### AVAILABLE DATA
○ ○ ○ ○ ○

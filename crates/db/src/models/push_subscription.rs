//! Web Push endpoint entity.

use clinica_core::types::{DbId, Timestamp};
use serde::{Deserialize, Serialize};
use sqlx::FromRow;

/// A row from the `push_subscriptions` table.
///
/// `p256dh` and `auth` are the browser's base64url-encoded public key and
/// authentication secret from `PushSubscription.getKey()`.
#[derive(Debug, Clone, FromRow, Serialize)]
pub struct PushSubscription {
    pub id: DbId,
    pub subscriber_id: DbId,
    pub endpoint: String,
    pub p256dh: String,
    pub auth: String,
    pub created_at: Timestamp,
    pub updated_at: Timestamp,
}

/// Keys and URL reported by the browser when subscribing.
#[derive(Debug, Clone, Deserialize)]
pub struct RegisterPushSubscription {
    pub endpoint: String,
    pub p256dh: String,
    pub auth: String,
}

○ ○ ○ ○ ○

### DIRECTIONS
Could you copy out every line in the listing where the word "FromRow" appears?

### ANSWER SECTION
use sqlx::FromRow;
#[derive(Debug, Clone, FromRow, Serialize)]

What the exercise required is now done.